Power radiated by a black body is `P_0` and the wavelength corresponding to maximum energy is around `lamda_0`, On changing the temperature of the black body, it was observed that the power radiated becames `(256)/(81)P_0`. The shift in wavelength corresponding to the maximum energy will be

To solve the problem step by step, we will use the principles of black body radiation, specifically Stefan-Boltzmann law and Wien's displacement law. ### Step 1: Understand the relationship between power and temperature According to the Stefan-Boltzmann law, the power radiated by a black body is directly proportional to the fourth power of its absolute temperature (T).
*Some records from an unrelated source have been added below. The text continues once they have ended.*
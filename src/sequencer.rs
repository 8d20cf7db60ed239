//! # sequencer
//!
//! Drives reset and the clock into the circuit. Timeline, in simulated time:
//!
//!   0                 reset <- 1
//!   reset_ns          reset <- 0, clk <- 0
//!   + low_phase       clk <- 1                   edge 0
//!   + high_phase      clk <- 0
//!   + low_phase       clk <- 1                   edge 1
//!   ...
//!
//! so edge n lands at reset_ns + low_phase + n * clock_period_ns. Nothing
//! else may touch the circuit before edge 0 is handed out.
//!
//! Reset is held for reset_ns as seen by the circuit: time spent waiting for
//! it to follow the assert comes out of the hold, unless the circuit takes
//! longer than reset_ns to follow at all. Once the loop is done with edges,
//! `drain` keeps the clock running for the settle time so whatever was
//! written on the last edge is clocked in.

use tracing::{debug, info, warn};

use crate::circuit::{require_writable_bit, Circuit, Nanos};
use crate::config::{ConfigError, PortMap, Timing};
use crate::error::SequencerFault;

/// one rising clock edge; edge n always comes before edge n + 1
#[derive(Debug, Clone, Copy, PartialEq, Eq)]
pub struct ClockEdge {
    pub index: u64,
    pub time: Nanos,
}

#[derive(Debug, Clone, Copy, PartialEq, Eq)]
enum Phase {
    /// constructed, reset not asserted yet
    Idle,
    /// at least one edge produced, clk is high
    Clocking { next: u64 },
}

pub struct Sequencer {
    reset_port: String,
    clock_port: String,
    timing: Timing,
    phase: Phase,
}

impl Sequencer {
    /// fails if the circuit has no writable reset/clock bit, before anything
    /// is driven
    pub fn new(
        circuit: &impl Circuit,
        ports: &PortMap,
        timing: &Timing,
    ) -> Result<Self, ConfigError> {
        timing.validate()?;
        require_writable_bit(circuit, &ports.reset)
            .map_err(|e| ConfigError::port(&ports.reset, e))?;
        require_writable_bit(circuit, &ports.clock)
            .map_err(|e| ConfigError::port(&ports.clock, e))?;
        Ok(Sequencer {
            reset_port: ports.reset.clone(),
            clock_port: ports.clock.clone(),
            timing: timing.clone(),
            phase: Phase::Idle,
        })
    }

    pub fn timing(&self) -> &Timing {
        &self.timing
    }

    /// true once reset has been released and edge 0 produced
    pub fn started(&self) -> bool {
        self.phase != Phase::Idle
    }

    /// advance the circuit to its next rising clock edge. The first call also
    /// runs the reset sequence.
    pub fn next_edge(&mut self, circuit: &mut impl Circuit) -> Result<ClockEdge, SequencerFault> {
        match self.phase {
            Phase::Idle => {
                self.reset(circuit)?;
                self.confirm(circuit, &self.clock_port, false)?;
                circuit.advance(self.timing.low_phase());
                self.confirm(circuit, &self.clock_port, true)?;
                self.phase = Phase::Clocking { next: 1 };
                let edge = ClockEdge {
                    index: 0,
                    time: circuit.now(),
                };
                info!(time = edge.time, "first clock edge, circuit running");
                Ok(edge)
            }
            Phase::Clocking { next } => {
                circuit.advance(self.timing.high_phase());
                self.drive(circuit, &self.clock_port, false)?;
                circuit.advance(self.timing.low_phase());
                self.drive(circuit, &self.clock_port, true)?;
                self.phase = Phase::Clocking { next: next + 1 };
                Ok(ClockEdge {
                    index: next,
                    time: circuit.now(),
                })
            }
        }
    }

    /// lazy, endless stream of edges
    pub fn edges<C: Circuit>(self, circuit: &mut C) -> Edges<'_, C> {
        Edges {
            sequencer: self,
            circuit,
            failed: false,
        }
    }

    /// keep the clock free-running for `ns` of simulated time after the last
    /// edge; the edges in here are not handed out. Returns how many rising
    /// edges the circuit saw.
    pub fn drain(self, circuit: &mut impl Circuit, ns: Nanos) -> Result<u64, SequencerFault> {
        if !self.started() {
            circuit.advance(ns);
            return Ok(0);
        }
        // clk is high after every edge handed out
        let mut high = true;
        let mut left = ns;
        let mut rising = 0;
        loop {
            let phase = if high {
                self.timing.high_phase()
            } else {
                self.timing.low_phase()
            };
            if left < phase {
                break;
            }
            circuit.advance(phase);
            left -= phase;
            high = !high;
            self.drive(circuit, &self.clock_port, high)?;
            if high {
                rising += 1;
            }
        }
        if left > 0 {
            circuit.advance(left);
        }
        debug!(ns, rising, time = circuit.now(), "drained");
        Ok(rising)
    }

    fn reset(&self, circuit: &mut impl Circuit) -> Result<(), SequencerFault> {
        debug!(port = %self.reset_port, ns = self.timing.reset_ns, "asserting reset");
        let waited = self.confirm(circuit, &self.reset_port, true)?;
        if waited > self.timing.reset_ns {
            warn!(
                waited_ns = waited,
                reset_ns = self.timing.reset_ns,
                "reset took longer to assert than it is held for"
            );
        }
        circuit.advance(self.timing.reset_ns.saturating_sub(waited));
        self.confirm(circuit, &self.reset_port, false)?;
        debug!(time = circuit.now(), "reset released");
        Ok(())
    }

    fn drive(
        &self,
        circuit: &mut impl Circuit,
        port: &str,
        level: bool,
    ) -> Result<(), SequencerFault> {
        circuit.drive(port, level).map_err(|source| SequencerFault::Drive {
            port: port.to_owned(),
            source,
        })
    }

    /// drive and wait for the level to read back; startup only, a circuit that
    /// doesn't follow within the timeout is a fault rather than a hang.
    /// Returns the simulated time waited.
    fn confirm(
        &self,
        circuit: &mut impl Circuit,
        port: &str,
        level: bool,
    ) -> Result<Nanos, SequencerFault> {
        self.drive(circuit, port, level)?;
        let step = self.timing.high_phase().max(1);
        let mut waited = 0;
        loop {
            let seen = circuit.sample(port).map_err(|source| SequencerFault::Drive {
                port: port.to_owned(),
                source,
            })?;
            if seen == level {
                return Ok(waited);
            }
            if waited >= self.timing.startup_timeout_ns {
                return Err(SequencerFault::NotResponding {
                    port: port.to_owned(),
                    waited_ns: waited,
                });
            }
            circuit.advance(step);
            waited += step;
        }
    }
}

/// iterator form of `Sequencer::next_edge`; stops for good after a fault
pub struct Edges<'a, C: Circuit> {
    sequencer: Sequencer,
    circuit: &'a mut C,
    failed: bool,
}

impl<'a, C: Circuit> Iterator for Edges<'a, C> {
    type Item = Result<ClockEdge, SequencerFault>;

    fn next(&mut self) -> Option<Self::Item> {
        if self.failed {
            return None;
        }
        let edge = self.sequencer.next_edge(self.circuit);
        self.failed = edge.is_err();
        Some(edge)
    }
}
This can be expressed as: \[ P \propto T^4 \] ### Step 2: Set up the equation for the change in power Let \( P_0 \) be the initial power and \( T_0 \) be the initial temperature. After changing the temperature, the new power \( P' \) is given as: \[ P' = \frac{256}{81} P_0 \] Using the relationship from Step 1, we can write: \[ \frac{P'}{P_0} = \left(\frac{T'}{T_0}\right)^4 \] Substituting the values: \[ \frac{256}{81} = \left(\frac{T'}{T_0}\right)^4 \] ### Step 3: Solve for the new temperature Taking the fourth root of both sides gives: \[ \frac{T'}{T_0} = \left(\frac{256}{81}\right)^{1/4} \] Calculating the fourth root: \[ \frac{T'}{T_0} = \frac{4}{3} \] Thus, we find: \[ T' = \frac{4}{3} T_0 \] ### Step 4: Apply Wien's Displacement Law Wien's displacement law states that the wavelength corresponding to the maximum energy (\( \lambda \)) and temperature (T) is given by: \[ \lambda T = b \] where \( b \) is a constant. For the initial state: \[ \lambda_0 T_0 = b \] For the new state: \[ \lambda' T' = b \] ### Step 5: Relate the new wavelength to the initial wavelength Substituting \( T' = \frac{4}{3} T_0 \) into the equation for the new state: \[ \lambda' \left(\frac{4}{3} T_0\right) = b \] From the initial state, we know: \[ \lambda_0 T_0 = b \] Setting the two equations equal gives: \[ \lambda' \left(\frac{4}{3} T_0\right) = \lambda_0 T_0 \] ### Step 6: Solve for the new wavelength Dividing both sides by \( T_0 \): \[ \lambda' \frac{4}{3} = \lambda_0 \] Thus, we can find \( \lambda' \): \[ \lambda' = \frac{3}{4} \lambda_0 \] ### Step 7: Calculate the shift in wavelength The shift in wavelength (\( \Delta \lambda \)) is given by: \[ \Delta \lambda = \lambda' - \lambda_0 \] Substituting the values: \[ \Delta \lambda = \frac{3}{4} \lambda_0 - \lambda_0 \] \[ \Delta \lambda = \frac{3}{4} \lambda_0 - \frac{4}{4} \lambda_0 \] \[ \Delta \lambda = -\frac{1}{4} \lambda_0 \] ### Final Answer The shift in wavelength corresponding to the maximum energy is: \[ \Delta \lambda = -\frac{\lambda_0}{4} \]